Lastly, the results regarding improvement over time in HRQoL in a cohort of PWID has not previously been shown. The results are promising with regards to that participation in a NSP not only result in a reduction of risk behaviors for reuse of unsterile injection equipment [24], but also a general improvement in related subjectively experienced HRQoL. Future research should focus on what components more specifically are related to this improvement.
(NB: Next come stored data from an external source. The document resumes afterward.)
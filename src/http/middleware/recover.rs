//! Fault containment for a single request.
//!
//! Sits outermost. A panic anywhere downstream becomes a generic 500 with
//! `Connection: close`, so the connection that carried the faulty request
//! is not reused for unrelated requests. The 500 still carries the request
//! ID and the common security headers.

use std::any::Any;
use std::panic::AssertUnwindSafe;

use async_trait::async_trait;
use axum::http::header::CONNECTION;
use axum::http::{HeaderValue, StatusCode};
use axum::response::Response;
use futures_util::FutureExt;

use crate::error::status_response;
use crate::http::context::Context;
use crate::http::middleware::common_headers;
use crate::http::middleware::request_log::{ensure_request_id, X_REQUEST_ID};
use crate::http::middleware::{Middleware, Next};

/// Catch-all boundary converting panics into server faults.
#[derive(Debug, Default, Clone, Copy)]
pub struct Recover;

#[async_trait]
impl Middleware for Recover {
    async fn handle(&self, mut cx: Context, next: Next) -> Response {
        let request_id = ensure_request_id(&mut cx);
        let method = cx.method().clone();
        let uri = cx.uri().clone();

        match AssertUnwindSafe(next.run(cx)).catch_unwind().await {
            Ok(response) => response,
            Err(panic) => {
                tracing::error!(
                    method = %method,
                    uri = %uri,
                    request_id = ?request_id,
                    error = %panic_message(panic.as_ref()),
                    "recovered from panic"
                );
                let mut response = status_response(StatusCode::INTERNAL_SERVER_ERROR);
                let headers = response.headers_mut();
                headers.insert(CONNECTION, HeaderValue::from_static("close"));
                headers.insert(X_REQUEST_ID, request_id);
                common_headers::apply(headers);
                response
            }
        }
    }
}

fn panic_message(panic: &(dyn Any + Send)) -> &str {
    if let Some(s) = panic.downcast_ref::<&'static str>() {
        s
    } else if let Some(s) = panic.downcast_ref::<String>() {
        s.as_str()
    } else {
        "non-string panic payload"
    }
}

#[cfg(test)]
mod tests {
    use super::*;
    use crate::http::middleware::tests::empty_request;
    use crate::http::middleware::{endpoint_fn, Chain};
    use axum::response::IntoResponse;

    #[tokio::test]
    async fn panic_becomes_500_and_closes_connection() {
        let endpoint = Chain::new().with(Recover).then(endpoint_fn(|_cx| async {
            if true {
                panic!("handler exploded");
            }
            "unreachable".into_response()
        }));

        let response = endpoint.call(empty_request("/boom")).await;

        assert_eq!(response.status(), StatusCode::INTERNAL_SERVER_ERROR);
        assert_eq!(response.headers()[CONNECTION], "close");
        assert!(response.headers().contains_key(X_REQUEST_ID));
        assert_eq!(response.headers()[axum::http::header::X_CONTENT_TYPE_OPTIONS], "nosniff");
        let body = axum::body::to_bytes(response.into_body(), usize::MAX).await.unwrap();
        assert_eq!(&body[..], b"Internal Server Error");
    }

    #[tokio::test]
    async fn healthy_responses_pass_through_untouched() {
        let endpoint = Chain::new()
            .with(Recover)
            .then(endpoint_fn(|_cx| async { "fine".into_response() }));

        let response = endpoint.call(empty_request("/")).await;
        assert_eq!(response.status(), StatusCode::OK);
        assert!(response.headers().get(CONNECTION).is_none());
    }

    #[test]
    fn extracts_panic_messages() {
        let owned: Box<dyn Any + Send> = Box::new(String::from("owned"));
        let borrowed: Box<dyn Any + Send> = Box::new("borrowed");
        let other: Box<dyn Any + Send> = Box::new(42_u8);
        assert_eq!(panic_message(owned.as_ref()), "owned");
        assert_eq!(panic_message(borrowed.as_ref()), "borrowed");
        assert_eq!(panic_message(other.as_ref()), "non-string panic payload");
    }
}
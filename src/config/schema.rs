//! Configuration schema definitions.
//!
//! This module defines the complete configuration structure for the server.
//! All types derive Serde traits for deserialization from config files.

use std::path::PathBuf;
use std::time::Duration;

use serde::{Deserialize, Serialize};

/// Root configuration for the application.
#[derive(Debug, Clone, Deserialize, Serialize, Default)]
#[serde(default)]
pub struct AppConfig {
    /// Listener configuration (bind address, TLS).
    pub listener: ListenerConfig,

    /// Session lifetime and cookie settings.
    pub session: SessionConfig,

    /// Request handling limits and asset locations.
    pub http: HttpConfig,

    /// Observability settings.
    pub observability: ObservabilityConfig,
}

/// Listener configuration.
#[derive(Debug, Clone, Deserialize, Serialize)]
#[serde(default)]
pub struct ListenerConfig {
    /// Bind address (e.g., "0.0.0.0:4000").
    pub address: String,

    /// Optional TLS configuration.
    pub tls: Option<TlsConfig>,
}

impl Default for ListenerConfig {
    fn default() -> Self {
        Self {
            address: "0.0.0.0:4000".to_string(),
            tls: None,
        }
    }
}

/// TLS configuration for the listener.
#[derive(Debug, Clone, Deserialize, Serialize)]
pub struct TlsConfig {
    /// Path to certificate file (PEM).
    pub cert_path: PathBuf,

    /// Path to private key file (PEM).
    pub key_path: PathBuf,
}

/// Longest accepted session lifetime.
pub const MAX_SESSION_LIFETIME: Duration = Duration::from_secs(400 * 24 * 60 * 60);

/// Session configuration.
#[derive(Debug, Clone, Deserialize, Serialize)]
#[serde(default)]
pub struct SessionConfig {
    /// How long a session lives, e.g. "12h".
    #[serde(with = "humantime_serde")]
    pub lifetime: Duration,

    /// Name of the session cookie.
    pub cookie_name: String,

    /// Emit the `Secure` cookie attribute.
    pub cookie_secure: bool,

    /// Refresh the expiry on every request instead of fixing it at creation.
    pub sliding_expiry: bool,

    /// How often expired records are swept from the store.
    #[serde(with = "humantime_serde")]
    pub cleanup_interval: Duration,
}

impl Default for SessionConfig {
    fn default() -> Self {
        Self {
            lifetime: Duration::from_secs(12 * 60 * 60),
            cookie_name: "session".to_string(),
            cookie_secure: true,
            sliding_expiry: false,
            cleanup_interval: Duration::from_secs(5 * 60),
        }
    }
}

/// HTTP handling configuration.
#[derive(Debug, Clone, Deserialize, Serialize)]
#[serde(default)]
pub struct HttpConfig {
    /// Directory served under `/static/`.
    pub static_dir: PathBuf,

    /// Maximum request body size in bytes.
    pub max_body_size: usize,
}

impl Default for HttpConfig {
    fn default() -> Self {
        Self {
            static_dir: PathBuf::from("./ui/static"),
            max_body_size: 1024 * 1024, // 1MB
        }
    }
}

/// Observability configuration.
#[derive(Debug, Clone, Deserialize, Serialize)]
#[serde(default)]
pub struct ObservabilityConfig {
    /// Log level (trace, debug, info, warn, error).
    pub log_level: String,

    /// Enable metrics endpoint.
    pub metrics_enabled: bool,

    /// Metrics endpoint bind address.
    pub metrics_address: String,
}

impl Default for ObservabilityConfig {
    fn default() -> Self {
        Self {
            log_level: "info".to_string(),
            metrics_enabled: false,
            metrics_address: "127.0.0.1:9090".to_string(),
        }
    }
}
The most important contribution of this study may be that we now have more solid evidence regarding how to validly measure HRQoL in this population. Previous studies have failed to find a relation between HRQoL and health status as defined by a positive antibody status for HCV and self-reported status [19]. The present study corroborates these results, although our data relate to a confirmed viremic HCV status. The fact that HCV was so common in this population, with a prevalence over 60%, may reflect a limited concern and thus not having a major impact on quality of life. Still, it is important to stress that HRQoL was low among the participants, compared to the general population, and that lack of correlation between health status and HRQoL may reflect a saturated effect, leaving less room for variation related to HCV status. It is further important to note that in this study, health status was indicated by actual test results (positive, negative). It is probably important to also take into consideration that literacy of own health status may correlate with HRQoL [16], suggesting that future studies should include measures of both actual infection status and awareness of infection status among PWID.

Strengths and limitations

Differences between our results and previous studies on the QALY weights in the general population may not be directly comparable since these studies did not aim at comparing populations. However, since the differences are quite large, this demonstrates the importance of using accurate methods and data when measuring health in PWID. Furthermore, the implications of using estimates from the general population in CEA of interventions aiming at PWID could have a great effect on the results.

Conclusion

Access to reliable measures of health is equally important to such measures of costs in studies of cost effectiveness and hence, in health care decision-making and prioritization. It is therefore essential to have accurate methods that estimate health in different populations in a way that allow for comparison both within and between therapeutical areas. Results from this study increase knowledge about how suitable EQ-5D and SF-6D (through SF-12) are to measure health in the PWID population and highlight that fact that even though both EQ-5D and SF-6D are general questionnaires, they are more or less suitable for the PWID population. Furthermore, the results from our study contribute with actual levels of health in PWID and personal characteristics that effect the level of HRQoL. Reliable estimations of health are important not only to get an overall understanding of the current health status in a population but also to be able to use population relevant data to analyses of interventions that aim to increase health or prevent different risk behavior when prioritizing in the health care sector.